◆ Record set:
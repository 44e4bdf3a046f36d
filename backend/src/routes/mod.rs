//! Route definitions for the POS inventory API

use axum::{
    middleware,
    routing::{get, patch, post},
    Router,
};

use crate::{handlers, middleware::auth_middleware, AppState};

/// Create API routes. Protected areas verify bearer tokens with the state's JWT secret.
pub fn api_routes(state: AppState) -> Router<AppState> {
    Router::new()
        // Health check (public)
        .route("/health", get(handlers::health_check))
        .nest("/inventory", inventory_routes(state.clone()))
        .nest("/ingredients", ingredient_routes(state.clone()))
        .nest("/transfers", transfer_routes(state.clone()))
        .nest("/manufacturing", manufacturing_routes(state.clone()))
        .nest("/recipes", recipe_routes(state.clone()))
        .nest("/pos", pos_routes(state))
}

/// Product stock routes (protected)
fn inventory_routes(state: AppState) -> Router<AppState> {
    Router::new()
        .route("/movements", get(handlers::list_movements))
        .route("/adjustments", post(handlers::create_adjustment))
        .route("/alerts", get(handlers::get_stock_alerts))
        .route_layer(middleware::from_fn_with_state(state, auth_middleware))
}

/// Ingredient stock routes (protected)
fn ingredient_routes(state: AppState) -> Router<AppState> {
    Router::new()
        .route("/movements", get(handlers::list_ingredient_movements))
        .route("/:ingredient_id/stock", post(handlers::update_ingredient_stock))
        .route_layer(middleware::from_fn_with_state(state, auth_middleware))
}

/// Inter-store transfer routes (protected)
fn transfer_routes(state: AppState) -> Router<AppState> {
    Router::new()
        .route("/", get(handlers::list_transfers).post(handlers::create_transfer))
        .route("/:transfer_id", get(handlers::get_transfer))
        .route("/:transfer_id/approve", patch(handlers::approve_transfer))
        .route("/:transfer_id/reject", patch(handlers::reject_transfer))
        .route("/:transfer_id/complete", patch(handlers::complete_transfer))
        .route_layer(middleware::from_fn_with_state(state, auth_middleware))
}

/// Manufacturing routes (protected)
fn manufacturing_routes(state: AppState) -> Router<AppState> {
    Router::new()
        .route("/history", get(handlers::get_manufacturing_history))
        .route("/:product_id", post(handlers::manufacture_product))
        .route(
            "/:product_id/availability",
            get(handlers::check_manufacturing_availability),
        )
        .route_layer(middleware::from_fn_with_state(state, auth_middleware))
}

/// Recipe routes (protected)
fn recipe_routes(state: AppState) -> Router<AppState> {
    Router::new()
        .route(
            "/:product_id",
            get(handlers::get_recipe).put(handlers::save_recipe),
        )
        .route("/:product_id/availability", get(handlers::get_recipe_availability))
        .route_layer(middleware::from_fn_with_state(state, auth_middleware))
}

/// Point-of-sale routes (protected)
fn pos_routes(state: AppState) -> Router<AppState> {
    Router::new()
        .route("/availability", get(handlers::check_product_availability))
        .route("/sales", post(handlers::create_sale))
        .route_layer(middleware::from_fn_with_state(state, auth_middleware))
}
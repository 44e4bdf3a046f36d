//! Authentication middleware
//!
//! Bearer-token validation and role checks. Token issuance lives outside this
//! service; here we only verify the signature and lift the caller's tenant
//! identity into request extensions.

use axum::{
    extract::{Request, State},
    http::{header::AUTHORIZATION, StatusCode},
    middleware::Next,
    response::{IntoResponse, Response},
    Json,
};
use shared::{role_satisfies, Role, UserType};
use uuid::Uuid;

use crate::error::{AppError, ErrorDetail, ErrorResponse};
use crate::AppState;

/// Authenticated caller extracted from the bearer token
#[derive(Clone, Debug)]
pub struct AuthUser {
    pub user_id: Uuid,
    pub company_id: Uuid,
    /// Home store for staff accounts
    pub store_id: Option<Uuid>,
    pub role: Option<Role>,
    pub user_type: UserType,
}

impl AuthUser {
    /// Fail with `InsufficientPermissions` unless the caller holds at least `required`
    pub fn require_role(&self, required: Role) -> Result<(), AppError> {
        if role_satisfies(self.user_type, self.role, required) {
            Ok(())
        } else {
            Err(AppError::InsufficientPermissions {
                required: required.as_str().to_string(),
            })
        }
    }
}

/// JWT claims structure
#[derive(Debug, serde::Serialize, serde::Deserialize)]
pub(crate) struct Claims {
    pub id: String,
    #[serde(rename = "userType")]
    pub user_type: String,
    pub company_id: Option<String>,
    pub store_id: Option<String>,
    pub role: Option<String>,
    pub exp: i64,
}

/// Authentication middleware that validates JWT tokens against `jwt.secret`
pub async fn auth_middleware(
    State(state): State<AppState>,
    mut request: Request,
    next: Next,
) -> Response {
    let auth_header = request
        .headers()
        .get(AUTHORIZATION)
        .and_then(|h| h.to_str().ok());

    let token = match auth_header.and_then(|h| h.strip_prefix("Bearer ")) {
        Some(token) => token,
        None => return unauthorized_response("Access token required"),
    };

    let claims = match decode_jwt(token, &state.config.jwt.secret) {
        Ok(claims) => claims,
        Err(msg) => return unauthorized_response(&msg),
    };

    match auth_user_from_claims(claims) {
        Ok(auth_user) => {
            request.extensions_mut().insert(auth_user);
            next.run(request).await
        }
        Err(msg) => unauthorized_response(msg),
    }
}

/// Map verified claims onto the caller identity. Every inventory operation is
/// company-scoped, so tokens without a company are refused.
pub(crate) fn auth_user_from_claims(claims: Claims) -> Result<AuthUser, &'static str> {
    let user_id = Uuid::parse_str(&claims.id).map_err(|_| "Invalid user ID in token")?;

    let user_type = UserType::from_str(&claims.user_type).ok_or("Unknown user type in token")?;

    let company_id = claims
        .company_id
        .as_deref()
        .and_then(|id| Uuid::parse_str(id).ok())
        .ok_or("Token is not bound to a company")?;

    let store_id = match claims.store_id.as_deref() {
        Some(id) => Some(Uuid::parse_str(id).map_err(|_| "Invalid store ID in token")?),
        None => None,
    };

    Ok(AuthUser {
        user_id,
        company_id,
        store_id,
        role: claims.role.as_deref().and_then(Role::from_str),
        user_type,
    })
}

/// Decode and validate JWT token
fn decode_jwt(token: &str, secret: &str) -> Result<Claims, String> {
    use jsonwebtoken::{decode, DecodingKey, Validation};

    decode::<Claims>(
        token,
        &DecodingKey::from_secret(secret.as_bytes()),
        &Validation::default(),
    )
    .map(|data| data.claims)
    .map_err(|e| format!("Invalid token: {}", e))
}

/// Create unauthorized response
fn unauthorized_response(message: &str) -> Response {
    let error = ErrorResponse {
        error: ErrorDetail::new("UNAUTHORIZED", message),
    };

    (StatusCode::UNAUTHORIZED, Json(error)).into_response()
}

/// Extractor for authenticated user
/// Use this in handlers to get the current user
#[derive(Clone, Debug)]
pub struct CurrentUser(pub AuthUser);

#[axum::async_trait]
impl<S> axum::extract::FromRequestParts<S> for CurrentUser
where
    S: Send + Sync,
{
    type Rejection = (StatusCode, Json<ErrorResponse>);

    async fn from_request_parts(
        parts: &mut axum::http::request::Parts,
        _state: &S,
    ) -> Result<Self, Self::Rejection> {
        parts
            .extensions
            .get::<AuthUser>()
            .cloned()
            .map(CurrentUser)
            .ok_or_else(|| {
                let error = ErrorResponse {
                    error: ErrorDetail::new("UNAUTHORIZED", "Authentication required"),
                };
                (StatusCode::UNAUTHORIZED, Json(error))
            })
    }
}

◆ Exercise objective: Every entry should be duplicated exactly as written.

◆ Answer below:
repository 44e4bdf3a046f36d
filename backend/src/routes/mod.rs
//! Route definitions for the POS inventory API

use axum::{
    middleware,
    routing::{get, patch, post},
    Router,
};

use crate::{handlers, middleware::auth_middleware, AppState};

/// Create API routes. Protected areas verify bearer tokens with the state's JWT secret.
pub fn api_routes(state: AppState) -> Router<AppState> {
    Router::new()
        // Health check (public)
        .route("/health", get(handlers::health_check))
        .nest("/inventory", inventory_routes(state.clone()))
        .nest("/ingredients", ingredient_routes(state.clone()))
        .nest("/transfers", transfer_routes(state.clone()))
        .nest("/manufacturing", manufacturing_routes(state.clone()))
        .nest("/recipes", recipe_routes(state.clone()))
        .nest("/pos", pos_routes(state))
}

/// Product stock routes (protected)
fn inventory_routes(state: AppState) -> Router<AppState> {
    Router::new()
        .route("/movements", get(handlers::list_movements))
        .route("/adjustments", post(handlers::create_adjustment))
        .route("/alerts", get(handlers::get_stock_alerts))
        .route_layer(middleware::from_fn_with_state(state, auth_middleware))
}

/// Ingredient stock routes (protected)
fn ingredient_routes(state: AppState) -> Router<AppState> {
    Router::new()
        .route("/movements", get(handlers::list_ingredient_movements))
        .route("/:ingredient_id/stock", post(handlers::update_ingredient_stock))
        .route_layer(middleware::from_fn_with_state(state, auth_middleware))
}

/// Inter-store transfer routes (protected)
fn transfer_routes(state: AppState) -> Router<AppState> {
    Router::new()
        .route("/", get(handlers::list_transfers).post(handlers::create_transfer))
        .route("/:transfer_id", get(handlers::get_transfer))
        .route("/:transfer_id/approve", patch(handlers::approve_transfer))
        .route("/:transfer_id/reject", patch(handlers::reject_transfer))
        .route("/:transfer_id/complete", patch(handlers::complete_transfer))
        .route_layer(middleware::from_fn_with_state(state, auth_middleware))
}

/// Manufacturing routes (protected)
fn manufacturing_routes(state: AppState) -> Router<AppState> {
    Router::new()
        .route("/history", get(handlers::get_manufacturing_history))
        .route("/:product_id", post(handlers::manufacture_product))
        .route(
            "/:product_id/availability",
            get(handlers::check_manufacturing_availability),
        )
        .route_layer(middleware::from_fn_with_state(state, auth_middleware))
}

/// Recipe routes (protected)
fn recipe_routes(state: AppState) -> Router<AppState> {
    Router::new()
        .route(
            "/:product_id",
            get(handlers::get_recipe).put(handlers::save_recipe),
        )
        .route("/:product_id/availability", get(handlers::get_recipe_availability))
        .route_layer(middleware::from_fn_with_state(state, auth_middleware))
}

/// Point-of-sale routes (protected)
fn pos_routes(state: AppState) -> Router<AppState> {
    Router::new()
        .route("/availability", get(handlers::check_product_availability))
        .route("/sales", post(handlers::create_sale))
        .route_layer(middleware::from_fn_with_state(state, auth_middleware))
}
repository 44e4bdf3a046f36d
//! Authentication middleware
//!
//! Bearer-token validation and role checks. Token issuance lives outside this
//! service; here we only verify the signature and lift the caller's tenant
//! identity into request extensions.

use axum::{
    extract::{Request, State},
    http::{header::AUTHORIZATION, StatusCode},
    middleware::Next,
    response::{IntoResponse, Response},
    Json,
};
use shared::{role_satisfies, Role, UserType};
use uuid::Uuid;

use crate::error::{AppError, ErrorDetail, ErrorResponse};
use crate::AppState;

/// Authenticated caller extracted from the bearer token
#[derive(Clone, Debug)]
pub struct AuthUser {
    pub user_id: Uuid,
    pub company_id: Uuid,
    /// Home store for staff accounts
    pub store_id: Option<Uuid>,
    pub role: Option<Role>,
    pub user_type: UserType,
}

impl AuthUser {
    /// Fail with `InsufficientPermissions` unless the caller holds at least `required`
    pub fn require_role(&self, required: Role) -> Result<(), AppError> {
        if role_satisfies(self.user_type, self.role, required) {
            Ok(())
        } else {
            Err(AppError::InsufficientPermissions {
                required: required.as_str().to_string(),
            })
        }
    }
}

/// JWT claims structure
#[derive(Debug, serde::Serialize, serde::Deserialize)]
pub(crate) struct Claims {
    pub id: String,
    #[serde(rename = "userType")]
    pub user_type: String,
    pub company_id: Option<String>,
    pub store_id: Option<String>,
    pub role: Option<String>,
    pub exp: i64,
}

/// Authentication middleware that validates JWT tokens against `jwt.secret`
pub async fn auth_middleware(
    State(state): State<AppState>,
    mut request: Request,
    next: Next,
) -> Response {
    let auth_header = request
        .headers()
        .get(AUTHORIZATION)
        .and_then(|h| h.to_str().ok());

    let token = match auth_header.and_then(|h| h.strip_prefix("Bearer ")) {
        Some(token) => token,
        None => return unauthorized_response("Access token required"),
    };

    let claims = match decode_jwt(token, &state.config.jwt.secret) {
        Ok(claims) => claims,
        Err(msg) => return unauthorized_response(&msg),
    };

    match auth_user_from_claims(claims) {
        Ok(auth_user) => {
            request.extensions_mut().insert(auth_user);
            next.run(request).await
        }
        Err(msg) => unauthorized_response(msg),
    }
}

/// Map verified claims onto the caller identity. Every inventory operation is
/// company-scoped, so tokens without a company are refused.
pub(crate) fn auth_user_from_claims(claims: Claims) -> Result<AuthUser, &'static str> {
    let user_id = Uuid::parse_str(&claims.id).map_err(|_| "Invalid user ID in token")?;

    let user_type = UserType::from_str(&claims.user_type).ok_or("Unknown user type in token")?;

    let company_id = claims
        .company_id
        .as_deref()
        .and_then(|id| Uuid::parse_str(id).ok())
        .ok_or("Token is not bound to a company")?;

    let store_id = match claims.store_id.as_deref() {
        Some(id) => Some(Uuid::parse_str(id).map_err(|_| "Invalid store ID in token")?),
        None => None,
    };

    Ok(AuthUser {
        user_id,
        company_id,
        store_id,
        role: claims.role.as_deref().and_then(Role::from_str),
        user_type,
    })
}

/// Decode and validate JWT token
fn decode_jwt(token: &str, secret: &str) -> Result<Claims, String> {
    use jsonwebtoken::{decode, DecodingKey, Validation};

    decode::<Claims>(
        token,
        &DecodingKey::from_secret(secret.as_bytes()),
        &Validation::default(),
    )
    .map(|data| data.claims)
    .map_err(|e| format!("Invalid token: {}", e))
}

/// Create unauthorized response
fn unauthorized_response(message: &str) -> Response {
    let error = ErrorResponse {
        error: ErrorDetail::new("UNAUTHORIZED", message),
    };

    (StatusCode::UNAUTHORIZED, Json(error)).into_response()
}

/// Extractor for authenticated user
/// Use this in handlers to get the current user
#[derive(Clone, Debug)]
pub struct CurrentUser(pub AuthUser);

#[axum::async_trait]
impl<S> axum::extract::FromRequestParts<S> for CurrentUser
where
    S: Send + Sync,
{
    type Rejection = (StatusCode, Json<ErrorResponse>);

    async fn from_request_parts(
        parts: &mut axum::http::request::Parts,
        _state: &S,
    ) -> Result<Self, Self::Rejection> {
        parts
            .extensions
            .get::<AuthUser>()
            .cloned()
            .map(CurrentUser)
            .ok_or_else(|| {
                let error = ErrorResponse {
                    error: ErrorDetail::new("UNAUTHORIZED", "Authentication required"),
                };
                (StatusCode::UNAUTHORIZED, Json(error))
            })
    }
}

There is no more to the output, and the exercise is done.